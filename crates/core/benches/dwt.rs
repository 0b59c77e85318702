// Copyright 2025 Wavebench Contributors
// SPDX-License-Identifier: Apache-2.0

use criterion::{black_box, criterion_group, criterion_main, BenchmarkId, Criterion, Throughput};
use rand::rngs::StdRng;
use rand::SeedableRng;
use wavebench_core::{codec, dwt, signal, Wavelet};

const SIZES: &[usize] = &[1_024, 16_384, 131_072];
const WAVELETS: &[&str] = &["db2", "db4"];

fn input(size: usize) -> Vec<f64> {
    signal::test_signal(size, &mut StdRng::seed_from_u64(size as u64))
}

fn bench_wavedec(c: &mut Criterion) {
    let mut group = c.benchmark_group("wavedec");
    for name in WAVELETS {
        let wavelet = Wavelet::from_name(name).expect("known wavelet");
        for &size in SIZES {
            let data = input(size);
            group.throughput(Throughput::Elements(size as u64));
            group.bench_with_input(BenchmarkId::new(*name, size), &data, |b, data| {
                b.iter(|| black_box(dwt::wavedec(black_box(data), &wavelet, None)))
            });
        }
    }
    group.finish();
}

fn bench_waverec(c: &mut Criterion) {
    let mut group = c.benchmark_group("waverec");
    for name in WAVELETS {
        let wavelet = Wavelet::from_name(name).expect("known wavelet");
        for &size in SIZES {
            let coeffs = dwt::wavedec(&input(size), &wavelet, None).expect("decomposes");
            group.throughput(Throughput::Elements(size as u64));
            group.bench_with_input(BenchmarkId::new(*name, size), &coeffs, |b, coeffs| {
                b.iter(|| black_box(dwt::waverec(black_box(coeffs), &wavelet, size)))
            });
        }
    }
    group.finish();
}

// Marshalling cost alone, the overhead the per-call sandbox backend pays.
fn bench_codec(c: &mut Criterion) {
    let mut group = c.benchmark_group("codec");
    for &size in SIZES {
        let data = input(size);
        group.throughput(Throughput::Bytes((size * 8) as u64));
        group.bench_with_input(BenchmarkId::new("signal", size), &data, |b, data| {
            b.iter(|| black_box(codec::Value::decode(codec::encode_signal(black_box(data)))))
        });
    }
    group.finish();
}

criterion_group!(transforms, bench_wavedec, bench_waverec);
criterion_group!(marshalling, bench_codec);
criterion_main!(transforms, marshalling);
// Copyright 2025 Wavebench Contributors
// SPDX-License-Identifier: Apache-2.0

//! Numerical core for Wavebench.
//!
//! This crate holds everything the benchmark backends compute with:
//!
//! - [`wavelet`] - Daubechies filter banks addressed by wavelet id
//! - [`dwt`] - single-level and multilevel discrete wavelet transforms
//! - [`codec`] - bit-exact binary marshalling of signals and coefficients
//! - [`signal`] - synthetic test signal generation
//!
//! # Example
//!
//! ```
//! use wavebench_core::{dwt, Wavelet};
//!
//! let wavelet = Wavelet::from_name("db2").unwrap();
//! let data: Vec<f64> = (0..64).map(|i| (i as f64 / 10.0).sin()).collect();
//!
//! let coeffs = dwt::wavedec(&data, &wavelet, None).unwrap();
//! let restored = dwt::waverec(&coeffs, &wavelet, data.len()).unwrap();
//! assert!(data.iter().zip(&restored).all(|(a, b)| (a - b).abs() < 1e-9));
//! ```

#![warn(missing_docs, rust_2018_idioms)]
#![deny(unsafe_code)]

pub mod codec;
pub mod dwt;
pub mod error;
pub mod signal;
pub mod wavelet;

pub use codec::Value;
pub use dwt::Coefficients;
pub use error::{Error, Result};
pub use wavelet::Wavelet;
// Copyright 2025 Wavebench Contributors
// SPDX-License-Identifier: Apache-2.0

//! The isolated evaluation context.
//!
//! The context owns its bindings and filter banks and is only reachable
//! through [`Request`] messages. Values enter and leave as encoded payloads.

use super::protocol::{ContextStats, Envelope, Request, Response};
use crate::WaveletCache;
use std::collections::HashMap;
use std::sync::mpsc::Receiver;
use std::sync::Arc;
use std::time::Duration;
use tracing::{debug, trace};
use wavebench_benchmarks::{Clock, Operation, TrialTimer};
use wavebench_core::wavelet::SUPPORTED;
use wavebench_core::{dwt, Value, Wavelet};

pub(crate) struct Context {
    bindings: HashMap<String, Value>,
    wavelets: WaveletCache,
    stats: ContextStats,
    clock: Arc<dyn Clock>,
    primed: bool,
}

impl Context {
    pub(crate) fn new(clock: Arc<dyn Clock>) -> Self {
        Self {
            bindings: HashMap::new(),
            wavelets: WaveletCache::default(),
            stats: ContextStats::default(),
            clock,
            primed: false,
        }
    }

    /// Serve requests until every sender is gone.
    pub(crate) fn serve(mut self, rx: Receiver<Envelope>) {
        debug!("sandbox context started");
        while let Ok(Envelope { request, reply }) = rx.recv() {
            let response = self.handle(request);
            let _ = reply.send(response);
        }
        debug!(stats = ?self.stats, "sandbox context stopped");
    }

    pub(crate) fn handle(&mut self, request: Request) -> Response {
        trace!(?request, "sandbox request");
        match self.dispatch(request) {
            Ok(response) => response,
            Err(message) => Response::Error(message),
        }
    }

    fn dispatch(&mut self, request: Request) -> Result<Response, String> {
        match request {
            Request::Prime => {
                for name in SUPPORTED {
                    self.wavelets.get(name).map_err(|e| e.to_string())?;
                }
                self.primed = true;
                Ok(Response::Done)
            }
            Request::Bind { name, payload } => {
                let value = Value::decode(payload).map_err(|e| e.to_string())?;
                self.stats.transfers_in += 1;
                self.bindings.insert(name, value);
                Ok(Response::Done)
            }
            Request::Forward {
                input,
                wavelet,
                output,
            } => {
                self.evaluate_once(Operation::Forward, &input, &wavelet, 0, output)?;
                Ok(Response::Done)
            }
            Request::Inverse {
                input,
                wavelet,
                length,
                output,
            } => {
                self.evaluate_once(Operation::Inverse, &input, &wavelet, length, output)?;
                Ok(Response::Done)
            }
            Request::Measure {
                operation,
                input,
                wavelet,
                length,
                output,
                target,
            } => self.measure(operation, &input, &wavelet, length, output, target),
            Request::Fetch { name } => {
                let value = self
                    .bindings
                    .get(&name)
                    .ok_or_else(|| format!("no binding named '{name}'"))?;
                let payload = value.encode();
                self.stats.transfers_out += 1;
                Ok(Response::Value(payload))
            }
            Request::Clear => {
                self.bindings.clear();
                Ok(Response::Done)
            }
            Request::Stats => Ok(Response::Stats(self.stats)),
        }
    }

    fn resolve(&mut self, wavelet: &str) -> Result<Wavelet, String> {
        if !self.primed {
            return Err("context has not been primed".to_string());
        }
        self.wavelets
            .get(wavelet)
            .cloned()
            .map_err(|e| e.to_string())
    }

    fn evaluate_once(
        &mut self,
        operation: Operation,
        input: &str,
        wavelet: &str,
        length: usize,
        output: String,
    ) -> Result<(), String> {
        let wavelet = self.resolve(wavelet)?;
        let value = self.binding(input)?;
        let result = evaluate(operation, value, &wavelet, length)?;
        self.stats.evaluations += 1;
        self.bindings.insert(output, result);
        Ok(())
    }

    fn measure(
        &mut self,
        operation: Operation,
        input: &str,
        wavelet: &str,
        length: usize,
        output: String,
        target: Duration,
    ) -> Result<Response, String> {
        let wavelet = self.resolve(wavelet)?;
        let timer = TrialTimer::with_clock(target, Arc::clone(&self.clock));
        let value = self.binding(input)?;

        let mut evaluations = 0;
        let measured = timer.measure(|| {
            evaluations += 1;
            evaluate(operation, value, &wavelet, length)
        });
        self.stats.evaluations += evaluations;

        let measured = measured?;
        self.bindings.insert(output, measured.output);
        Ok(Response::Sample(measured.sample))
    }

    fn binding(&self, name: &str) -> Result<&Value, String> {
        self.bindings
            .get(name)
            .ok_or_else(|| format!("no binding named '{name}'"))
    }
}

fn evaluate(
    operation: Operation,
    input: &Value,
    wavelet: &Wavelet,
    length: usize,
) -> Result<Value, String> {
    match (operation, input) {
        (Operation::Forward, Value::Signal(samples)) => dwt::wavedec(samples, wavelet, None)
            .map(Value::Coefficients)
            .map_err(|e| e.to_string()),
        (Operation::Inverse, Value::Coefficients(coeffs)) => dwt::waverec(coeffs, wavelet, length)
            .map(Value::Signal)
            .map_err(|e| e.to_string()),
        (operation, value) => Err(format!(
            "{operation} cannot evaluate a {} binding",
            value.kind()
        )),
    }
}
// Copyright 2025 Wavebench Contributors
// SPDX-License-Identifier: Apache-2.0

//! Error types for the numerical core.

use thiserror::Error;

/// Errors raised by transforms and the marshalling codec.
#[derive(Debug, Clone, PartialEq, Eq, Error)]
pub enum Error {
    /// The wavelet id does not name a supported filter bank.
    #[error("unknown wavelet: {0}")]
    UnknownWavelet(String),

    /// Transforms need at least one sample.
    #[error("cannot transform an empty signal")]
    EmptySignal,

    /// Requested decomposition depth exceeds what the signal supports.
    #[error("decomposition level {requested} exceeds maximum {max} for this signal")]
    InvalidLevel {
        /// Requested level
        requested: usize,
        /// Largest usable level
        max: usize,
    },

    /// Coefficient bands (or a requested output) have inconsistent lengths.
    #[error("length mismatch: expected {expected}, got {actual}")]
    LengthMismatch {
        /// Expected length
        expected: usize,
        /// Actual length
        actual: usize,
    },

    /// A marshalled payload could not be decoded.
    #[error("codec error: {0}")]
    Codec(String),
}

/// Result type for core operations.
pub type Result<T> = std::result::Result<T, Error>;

_ _ _ _

YOUR GOAL: Task for the records above: copy every line in which the word "handle" occurs.

WRITTEN RESPONSE:
            let response = self.handle(request);
    pub(crate) fn handle(&mut self, request: Request) -> Response {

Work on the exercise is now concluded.